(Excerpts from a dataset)
____________________
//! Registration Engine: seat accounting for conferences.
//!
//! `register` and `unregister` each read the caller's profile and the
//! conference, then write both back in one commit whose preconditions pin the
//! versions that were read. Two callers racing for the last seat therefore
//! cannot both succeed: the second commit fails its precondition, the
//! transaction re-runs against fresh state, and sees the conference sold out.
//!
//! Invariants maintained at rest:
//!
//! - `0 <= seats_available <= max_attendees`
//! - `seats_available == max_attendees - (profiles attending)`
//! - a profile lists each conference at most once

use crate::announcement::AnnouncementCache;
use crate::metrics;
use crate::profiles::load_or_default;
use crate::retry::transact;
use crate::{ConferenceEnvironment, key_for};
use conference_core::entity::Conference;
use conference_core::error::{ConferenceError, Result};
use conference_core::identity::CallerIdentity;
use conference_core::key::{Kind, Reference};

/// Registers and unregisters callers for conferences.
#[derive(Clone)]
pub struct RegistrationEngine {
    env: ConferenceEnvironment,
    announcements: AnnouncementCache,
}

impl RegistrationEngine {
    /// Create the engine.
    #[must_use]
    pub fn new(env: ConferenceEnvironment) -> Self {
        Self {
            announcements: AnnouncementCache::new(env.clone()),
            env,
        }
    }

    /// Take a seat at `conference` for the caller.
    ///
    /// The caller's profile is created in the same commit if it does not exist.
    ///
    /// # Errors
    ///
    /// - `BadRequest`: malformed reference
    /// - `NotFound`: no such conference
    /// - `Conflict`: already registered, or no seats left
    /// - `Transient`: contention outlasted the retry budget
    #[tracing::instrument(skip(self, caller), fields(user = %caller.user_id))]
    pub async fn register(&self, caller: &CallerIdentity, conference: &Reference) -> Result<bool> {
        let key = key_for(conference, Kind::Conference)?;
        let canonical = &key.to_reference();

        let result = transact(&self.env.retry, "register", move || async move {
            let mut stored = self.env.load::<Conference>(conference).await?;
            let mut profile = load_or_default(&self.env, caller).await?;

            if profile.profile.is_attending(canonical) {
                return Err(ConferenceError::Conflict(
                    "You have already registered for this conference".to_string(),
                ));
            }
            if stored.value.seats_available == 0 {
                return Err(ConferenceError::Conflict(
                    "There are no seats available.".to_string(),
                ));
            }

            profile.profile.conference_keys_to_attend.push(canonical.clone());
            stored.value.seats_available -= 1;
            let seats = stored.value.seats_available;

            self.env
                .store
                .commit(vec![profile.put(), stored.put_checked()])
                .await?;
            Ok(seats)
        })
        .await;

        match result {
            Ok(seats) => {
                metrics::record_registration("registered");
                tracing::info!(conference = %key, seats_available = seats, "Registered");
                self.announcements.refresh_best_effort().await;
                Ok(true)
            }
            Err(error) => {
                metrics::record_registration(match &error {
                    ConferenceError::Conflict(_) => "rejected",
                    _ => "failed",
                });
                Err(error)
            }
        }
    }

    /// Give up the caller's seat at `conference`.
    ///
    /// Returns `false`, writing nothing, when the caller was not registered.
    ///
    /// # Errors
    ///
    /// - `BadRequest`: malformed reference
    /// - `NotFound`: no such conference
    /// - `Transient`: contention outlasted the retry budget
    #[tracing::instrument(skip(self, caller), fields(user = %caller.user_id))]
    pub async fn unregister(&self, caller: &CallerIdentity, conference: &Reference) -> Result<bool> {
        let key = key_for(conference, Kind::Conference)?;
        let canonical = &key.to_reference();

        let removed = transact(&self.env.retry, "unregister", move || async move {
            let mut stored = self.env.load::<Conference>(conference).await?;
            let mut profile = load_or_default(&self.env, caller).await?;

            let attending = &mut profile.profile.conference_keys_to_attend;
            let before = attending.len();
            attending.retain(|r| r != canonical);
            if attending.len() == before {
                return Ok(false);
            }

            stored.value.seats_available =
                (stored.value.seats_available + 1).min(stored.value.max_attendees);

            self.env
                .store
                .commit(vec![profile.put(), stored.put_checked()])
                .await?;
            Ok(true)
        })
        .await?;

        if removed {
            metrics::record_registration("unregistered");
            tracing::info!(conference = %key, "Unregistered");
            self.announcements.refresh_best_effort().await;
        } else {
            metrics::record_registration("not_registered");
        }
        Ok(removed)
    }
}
____________________
Write out the records in full, exactly as they appear above.

//! Registration Engine: seat accounting for conferences.
//!
//! `register` and `unregister` each read the caller's profile and the
//! conference, then write both back in one commit whose preconditions pin the
//! versions that were read. Two callers racing for the last seat therefore
//! cannot both succeed: the second commit fails its precondition, the
//! transaction re-runs against fresh state, and sees the conference sold out.
//!
//! Invariants maintained at rest:
//!
//! - `0 <= seats_available <= max_attendees`
//! - `seats_available == max_attendees - (profiles attending)`
//! - a profile lists each conference at most once

use crate::announcement::AnnouncementCache;
use crate::metrics;
use crate::profiles::load_or_default;
use crate::retry::transact;
use crate::{ConferenceEnvironment, key_for};
use conference_core::entity::Conference;
use conference_core::error::{ConferenceError, Result};
use conference_core::identity::CallerIdentity;
use conference_core::key::{Kind, Reference};

/// Registers and unregisters callers for conferences.
#[derive(Clone)]
pub struct RegistrationEngine {
    env: ConferenceEnvironment,
    announcements: AnnouncementCache,
}

impl RegistrationEngine {
    /// Create the engine.
    #[must_use]
    pub fn new(env: ConferenceEnvironment) -> Self {
        Self {
            announcements: AnnouncementCache::new(env.clone()),
            env,
        }
    }

    /// Take a seat at `conference` for the caller.
    ///
    /// The caller's profile is created in the same commit if it does not exist.
    ///
    /// # Errors
    ///
    /// - `BadRequest`: malformed reference
    /// - `NotFound`: no such conference
    /// - `Conflict`: already registered, or no seats left
    /// - `Transient`: contention outlasted the retry budget
    #[tracing::instrument(skip(self, caller), fields(user = %caller.user_id))]
    pub async fn register(&self, caller: &CallerIdentity, conference: &Reference) -> Result<bool> {
        let key = key_for(conference, Kind::Conference)?;
        let canonical = &key.to_reference();

        let result = transact(&self.env.retry, "register", move || async move {
            let mut stored = self.env.load::<Conference>(conference).await?;
            let mut profile = load_or_default(&self.env, caller).await?;

            if profile.profile.is_attending(canonical) {
                return Err(ConferenceError::Conflict(
                    "You have already registered for this conference".to_string(),
                ));
            }
            if stored.value.seats_available == 0 {
                return Err(ConferenceError::Conflict(
                    "There are no seats available.".to_string(),
                ));
            }

            profile.profile.conference_keys_to_attend.push(canonical.clone());
            stored.value.seats_available -= 1;
            let seats = stored.value.seats_available;

            self.env
                .store
                .commit(vec![profile.put(), stored.put_checked()])
                .await?;
            Ok(seats)
        })
        .await;

        match result {
            Ok(seats) => {
                metrics::record_registration("registered");
                tracing::info!(conference = %key, seats_available = seats, "Registered");
                self.announcements.refresh_best_effort().await;
                Ok(true)
            }
            Err(error) => {
                metrics::record_registration(match &error {
                    ConferenceError::Conflict(_) => "rejected",
                    _ => "failed",
                });
                Err(error)
            }
        }
    }

    /// Give up the caller's seat at `conference`.
    ///
    /// Returns `false`, writing nothing, when the caller was not registered.
    ///
    /// # Errors
    ///
    /// - `BadRequest`: malformed reference
    /// - `NotFound`: no such conference
    /// - `Transient`: contention outlasted the retry budget
    #[tracing::instrument(skip(self, caller), fields(user = %caller.user_id))]
    pub async fn unregister(&self, caller: &CallerIdentity, conference: &Reference) -> Result<bool> {
        let key = key_for(conference, Kind::Conference)?;
        let canonical = &key.to_reference();

        let removed = transact(&self.env.retry, "unregister", move || async move {
            let mut stored = self.env.load::<Conference>(conference).await?;
            let mut profile = load_or_default(&self.env, caller).await?;

            let attending = &mut profile.profile.conference_keys_to_attend;
            let before = attending.len();
            attending.retain(|r| r != canonical);
            if attending.len() == before {
                return Ok(false);
            }

            stored.value.seats_available =
                (stored.value.seats_available + 1).min(stored.value.max_attendees);

            self.env
                .store
                .commit(vec![profile.put(), stored.put_checked()])
                .await?;
            Ok(true)
        })
        .await?;

        if removed {
            metrics::record_registration("unregistered");
            tracing::info!(conference = %key, "Unregistered");
            self.announcements.refresh_best_effort().await;
        } else {
            metrics::record_registration("not_registered");
        }
        Ok(removed)
    }
}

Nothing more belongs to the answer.